Outcrop to Well - Transferability of Zechstein Ca2 Carbonates from the Eichsfeld-Altmark Swell to the North German Subsurface
Becker I, Koehrer B, Jelinek W, Hilgers C
Natural fracture networks can control hydrocarbon migration pathways in tight carbonate reservoirs. As their distribution depends on mechanical properties which are controlled by the depositional environment, diagenetic overprints, and the tectonic history of each setting, fractured reservoir modelling appears challenging. Outcrop analogs are incorporated to improve such models by adding additional data as e.g. information about the sub-seismic structural inventory or fracture network geometries, which are not accessible from vertical wells. This study investigates three outcrops of Ca2 carbonates on the southern margin of the Harz mountains resembling slope to platform deposits on the former Eichsfeld-Altmark Swell at the southern margin of the Southern Zechstein Basin. We evaluate their suitability to act as analogs for actually operated naturally-fractured Ca2 gas reservoirs approximately 130 km to the NW by comparing different parameters.

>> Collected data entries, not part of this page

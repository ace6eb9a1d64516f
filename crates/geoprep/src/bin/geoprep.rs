use std::path::PathBuf;

use argh::FromArgs;

use geoprep::{
    config::{FrameSource, OutputImageFormat, PipelineConfig},
    pipeline::SessionPipeline,
};

#[derive(FromArgs, Debug)]
/// Prepare a posed capture session for Gaussian splatting training.
struct Args {
    /// path to the extracted session (poses.json, points.ply and images/)
    #[argh(option, short = 'd')]
    data_dir: Option<PathBuf>,

    /// path to the prepared output directory
    #[argh(option, short = 'o')]
    output_dir: Option<PathBuf>,

    /// path to a JSON pipeline configuration, explicit flags override it
    #[argh(option, short = 'c')]
    config: Option<PathBuf>,

    /// number of points to keep in the output point cloud
    #[argh(option, short = 'n')]
    target_points: Option<usize>,

    /// seed of the point cloud sampler
    #[argh(option)]
    seed: Option<u64>,

    /// output image format, jpg or png
    #[argh(option)]
    image_format: Option<OutputImageFormat>,

    /// jpeg quality, from 1 to 100
    #[argh(option)]
    jpeg_quality: Option<u8>,

    /// bound on the longest side of the output images
    #[argh(option)]
    max_image_dim: Option<usize>,

    /// enumerate frames from the images directory instead of the pose table
    #[argh(switch)]
    frames_from_images: bool,

    /// keep an existing output directory, only replacing its frame images
    #[argh(switch)]
    keep_output: bool,

    /// do not process the point cloud
    #[argh(switch)]
    skip_point_cloud: bool,

    /// log progress every this many frames
    #[argh(option)]
    progress_interval: Option<usize>,
}

impl Args {
    fn into_config(self) -> Result<PipelineConfig, Box<dyn std::error::Error>> {
        let mut config = match &self.config {
            Some(path) => PipelineConfig::from_json_file(path)?,
            None => PipelineConfig::default(),
        };

        if let Some(data_dir) = self.data_dir {
            config.data_dir = data_dir;
        }
        if let Some(output_dir) = self.output_dir {
            config.output_dir = output_dir;
        }
        if let Some(target_points) = self.target_points {
            config.sampler.target_points = target_points;
        }
        if let Some(seed) = self.seed {
            config.sampler.seed = Some(seed);
        }
        if let Some(image_format) = self.image_format {
            config.image_format = image_format;
        }
        if let Some(jpeg_quality) = self.jpeg_quality {
            config.jpeg_quality = jpeg_quality;
        }
        if let Some(max_image_dim) = self.max_image_dim {
            config.max_image_dim = Some(max_image_dim);
        }
        if let Some(progress_interval) = self.progress_interval {
            config.progress_interval = progress_interval;
        }
        if self.frames_from_images {
            config.frame_source = FrameSource::ImageDirectory;
        }
        if self.keep_output {
            config.clean_output = false;
        }
        config.skip_point_cloud |= self.skip_point_cloud;

        Ok(config)
    }
}

fn main() -> Result<(), Box<dyn std::error::Error>> {
    env_logger::Builder::from_env(env_logger::Env::default().default_filter_or("info")).init();

    let args: Args = argh::from_env();
    let config = args.into_config()?;
    log::debug!("{:?}", config);

    let pipeline = SessionPipeline::new(config);
    let summary = pipeline.run()?;

    log::info!(
        "Wrote {} frames to {}",
        summary.num_frames,
        summary.images_path.display()
    );
    if let (Some(input), Some(output)) = (summary.input_points, summary.output_points) {
        log::info!("Point cloud: {} -> {} points", input, output);
    }

    println!("Prepared data at {}", pipeline.config().output_dir.display());

    Ok(())
}
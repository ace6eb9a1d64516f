use crate::rgb_image::{ImageError, ImageSize};

/// An error type for the io module.
#[derive(thiserror::Error, Debug)]
pub enum IoError {
    /// Error when the file does not exist.
    #[error("File does not exist: {0}")]
    FileDoesNotExist(std::path::PathBuf),

    /// Invalid file extension.
    #[error("File does not have a valid extension: {0}")]
    InvalidFileExtension(std::path::PathBuf),

    /// Error to open the file.
    #[error("Failed to manipulate the file. {0}")]
    FileError(#[from] std::io::Error),

    /// Error to decode the image.
    #[error("Failed to decode the image. {0}")]
    ImageDecodeError(#[from] image::ImageError),

    /// Error to create the image.
    #[error("Failed to create image. {0}")]
    ImageCreationError(#[from] ImageError),

    /// Error to encode the JPEG image.
    #[error("Error with Jpeg encoding. {0}")]
    JpegEncodingError(#[from] jpeg_encoder::EncodingError),

    /// The image is larger than the JPEG format allows.
    #[error("Image of {0} exceeds the JPEG limit of 65535 pixels per side")]
    JpegImageTooLarge(ImageSize),

    /// Error to encode the PNG image.
    #[error("Failed to encode the png image. {0}")]
    PngEncodingError(String),
}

Different facies units exposed in the three outcrops are linked over the Eichsfeld-Altmark Swell and related to their depositional environment. Diagenetic features are related to reservoir characteristics. Porosity values from surface samples can be well compared to reservoir data all showing dolomitic composition and vary between 2 and 20%, but matrix permeabilities appear slightly higher in the subsurface (0.001-100 mD) than in the outcrop (0.0001-10 mD) samples. Fracture network geometries are determined from observations on quarry floors and supplemented by scanline measurements using conventional manual methods and our digital workflow based on terrestrial laser scanning. Well-FMI data is used to evaluate the transferability to subsurface fracture pattern and the present day stress orientation controlling subsurface fracture permeability is taken into account. Overall, we show to what extent analogous data can be used as direct or indirect input to improve reservoir models and thus, development strategies.